In the detection, the sample spectra were preprocessed by a preprocessing strategy that was selected from MC for subtracting the calculated mean of a variable from the spectral data, multiplicative scatter correction (MSC) or standard normal variate (SNV) for eliminating the interferences from granularity and compactness, derivative for deducting the background and separating overlapping signals, smoothing for denoising, and the combinations of various preprocessing techniques, as shown in Table 2.
The spectral subrange for modeling was selected from 12,000–4000 cm−1 based primarily on the differences in characteristic absorptions between the mutant and wild-type samples.
Subsequently, the CP-ANN model was calibrated using the reference value of the calibration sample and the scores of the selected PCs in the spectral subrange of spectral data for the calibration sample. The three spectra per sample were all used in modeling. As shown in Table 1, Model 1, Model 2, Model 3, Model 4, and Model 5 were sequentially calibrated by 40 mutant samples and 40 wild-type samples of Class 1, Class 2, Class 3, Class 2&1, and Class 2&3. Next, Model 1, Model 2, and Model 3 were sequentially validated by 12 mutant samples and 12 wild-type samples of Class 1, Class 2, and Class 3. The structure of the CP-ANN model was selected from 10 × 10, 12 × 12, and 15 × 15 based on the model performances CAC, classification accuracy of cross-validation (CACV), and CAV.
The diagnostic performances of the CP-ANN model were evaluated with sensitivity, specificity, and accuracy. Sensitivity is defined as the ratio of TP/(TP + FN), where TP and FN are, respectively, the number of true positive (mutant) and false negative diagnostic results; specificity the ratio of TN/(TN + FP), TN and FP the number of true negative (wild type) and false positive diagnostic results; accuracy the ratio of (TP + TN)/(TP + FP + TN + FN). In the calculation of sensitivity, specificity, and accuracy, the final diagnostic result for the sample was calculated as a wild-type sample when the three prediction results for three spectra per sample were all wild type; otherwise, as a mutant sample. In other words, the final diagnostic result for the sample was calculated as a mutant sample when at least one of three prediction results for three spectra per sample was mutant.
TQ Analyst 8.0 software (Thermo Fisher Scientific, Waltham, MA, USA) was used for spectral preprocessing, selection of the spectral subrange for modeling, and PCA. Matlab 8.0 software (The Math Works, Natick, MA, USA) was used for the calibration and validation of the CP-ANN model.

4. Conclusions

The NIR strategy on the basis of the principle different from the clinical diagnostic methods can be used for the auxiliary diagnosis of the BRAF V600E mutation in CRC. The NIR detection is directly based on the molecular differences between the BRAF V600E mutant and wild type, so that it is undisturbed by the factors affecting sample staining in IHC. When compared to the time-consuming and high-cost PCR and gene sequencing, the NIR detection is sensitive, sample preparation-free, inherently rapid, and low-cost.

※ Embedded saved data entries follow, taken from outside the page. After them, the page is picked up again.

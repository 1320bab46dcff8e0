use bizerr_core::{BusinessError, Catalog, CatalogError};
use http::StatusCode;
use serde::Deserialize;

/// Error catalog section
#[derive(Debug, Clone, Deserialize)]
#[serde(deny_unknown_fields)]
pub struct CatalogConfig {
    /// Code reported when no layer classified a failure
    pub fallback: String,
    /// Declared descriptors
    #[serde(default)]
    pub errors: Vec<ErrorEntry>,
}

/// One descriptor as written in the configuration file
#[derive(Debug, Clone, Deserialize)]
#[serde(deny_unknown_fields)]
pub struct ErrorEntry {
    /// Stable machine-readable code
    pub code: String,
    /// HTTP status; omitted means the boundary reports 500
    #[serde(default)]
    pub status: Option<u16>,
    /// Client-facing message
    pub message: String,
}

impl ErrorEntry {
    /// Convert into a descriptor, validating the status code
    ///
    /// # Errors
    ///
    /// Returns an error if `status` is outside the valid HTTP range
    pub fn to_business_error(&self) -> Result<BusinessError, CatalogError> {
        let status = self
            .status
            .map(|status| {
                StatusCode::from_u16(status).map_err(|_| CatalogError::InvalidStatus {
                    code: self.code.clone(),
                    status,
                })
            })
            .transpose()?;

        Ok(BusinessError::owned(status, self.code.as_str(), self.message.as_str()))
    }
}

impl CatalogConfig {
    /// Build the runtime catalog
    ///
    /// # Errors
    ///
    /// Returns an error if an entry has an invalid status, a code is empty or
    /// duplicated, or the fallback is not declared
    pub fn build(&self) -> Result<Catalog, CatalogError> {
        let errors = self
            .errors
            .iter()
            .map(ErrorEntry::to_business_error)
            .collect::<Result<Vec<_>, _>>()?;

        Catalog::builder().errors(errors).fallback(self.fallback.as_str()).build()
    }
}

#[cfg(test)]
mod tests {
    use super::*;

    const CATALOG: &str = r#"
        fallback = "USER-10000010"

        [[errors]]
        code = "USER-00010020"
        status = 400
        message = "missing username"

        [[errors]]
        code = "USER-10000010"
        message = "unknown error"
    "#;

    #[test]
    fn builds_catalog_from_entries() {
        let config: CatalogConfig = toml::from_str(CATALOG).unwrap();
        let catalog = config.build().unwrap();

        assert_eq!(catalog.len(), 2);
        assert_eq!(
            catalog.get("USER-00010020").unwrap().status(),
            Some(StatusCode::BAD_REQUEST)
        );
        assert_eq!(catalog.fallback().code(), "USER-10000010");
        assert_eq!(catalog.fallback().status(), None);
    }

    #[test]
    fn rejects_out_of_range_status() {
        let config: CatalogConfig = toml::from_str(
            r#"
            fallback = "E-1"

            [[errors]]
            code = "E-1"
            status = 42
            message = "nope"
        "#,
        )
        .unwrap();

        assert_eq!(
            config.build().unwrap_err(),
            CatalogError::InvalidStatus {
                code: "E-1".to_owned(),
                status: 42
            }
        );
    }

    #[test]
    fn rejects_unknown_fields() {
        let result = toml::from_str::<CatalogConfig>(
            r#"
            fallback = "E-1"

            [[errors]]
            code = "E-1"
            message = "x"
            severity = "high"
        "#,
        );

        assert!(result.is_err());
    }
}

This research expanded the application of NIR spectroscopy in the auxiliary diagnosis of gene mutation in human cancer. In addition, when combined with our previous work, i.e., the NIR spectroscopy for the auxiliary diagnosis of CRC while using the paraffin-embedded samples [22], it is expected to simultaneously diagnose CRC and the BRAF V600E mutation using the NIR spectra for colorectal tissue.

Author Contributions

Conceptualization, X.Z., Y.W. and Q.F.; Investigation, X.Z. and Y.Y.; Methodology, X.Z.; Project administration, Q.F.; Resources, Y.W. and Q.F.; Supervision, Y.W. and Q.F.; Validation, X.Z. and Y.Y.; Visualization, X.Z. and Q.F.; Writing—original draft, X.Z.; Writing—review & editing, X.Z., Y.Y. and Q.F.

Funding

This research received no external funding.

Acknowledgments

We are grateful for the support of samples and their reference information from the Department of Clinical Pathology and the Molecular Medical Testing Center at Chongqing Medical University.

Conflicts of Interest

The authors declare no conflict of interest.

References

  1. Siegel, R.L.; Miller, K.D.; Jemal, A. Cancer statistics, 2018. CA Cancer J. Clin. 2018, 68, 7–30. [Google Scholar] [CrossRef] [PubMed]
  2. Bouchahda, M.; Karaboué, A.; Saffroy, R.; Innominato, P.; Gorden, L.; Guettier, C.; Adam, R.; Lévi, F. Acquired KRAS mutations during progression of colorectal cancer metastases: Possible implications for therapy and prognosis. Cancer Chemother. Pharmacol. 2010, 66, 605–609. [Google Scholar] [CrossRef] [PubMed]
  3. Bahrami, A.; Hesari, A.R.; Khazaei, M.; Hassanian, S.M.; Ferns, G.; Avan, A. The therapeutic potential of targeting the BRAF in patients with colorectal cancer. J. Cell Physiol. 2017, 9999, 1–8. [Google Scholar] [CrossRef] [PubMed]
  4. Wang, Q.; Shi, Y.L.; Zhou, K.; Wang, L.L.; Yan, Z.X.; Liu, Y.L.; Xu, L.L.; Zhao, S.W.; Chu, H.L.; Shi, T.T.; et al. PIK3CA mutations confer resistance to first-line chemotherapy in colorectal cancer. Cell Death Dis. 2018, 9, 739–749. [Google Scholar] [CrossRef] [PubMed]
  5. Davies, H.; Bignell, G.R.; Cox, C.; Stephens, P.; Edkins, S.; Clegg, S.; Teague, J.; Woffendin, H.; Garnett, M.J.; Bottomley, W.; et al. Mutations of the BRAF gene in human cancer. Nature 2002, 417, 949–954. [Google Scholar] [CrossRef] [PubMed]
  6. Di Nicolantonio, F.; Martini, M.; Molinari, F.; Sartore-Bianchi, A.; Arena, S.; Saletti, P.; De Dosso, S.; Mazzucchelli, L.; Frattini, M.; Siena, S.; et al. Wild-type BRAF is required for response to panitumumab or cetuximab in metastatic colorectal cancer. J. Clin. Oncol. 2008, 26, 5705–5712. [Google Scholar] [CrossRef] [PubMed]
  7. Cappuzzo, F.; Varella-Garcia, M.; Finocchiaro, G.; Skokan, M.; Gajapathy, S.; Carnaghi, C.; Rimassa, L.; Rossi, E.; Ligorio, C.; Tommaso, L.D. Primary resistance to cetuximab therapy in EGFR FISH-positive colorectal cancer patients. Br. J. Cancer 2008, 99, 83–89. [Google Scholar] [CrossRef] [PubMed]
  8. Affolter, K.; Samowitz, W.; Tripp, S.; Bronner, M.P. BRAF V600E mutation detection by immunohistochemistry in colorectal carcinoma. Genes Chromosomes Cancer 2013, 52, 748–752. [Google Scholar] [CrossRef] [PubMed]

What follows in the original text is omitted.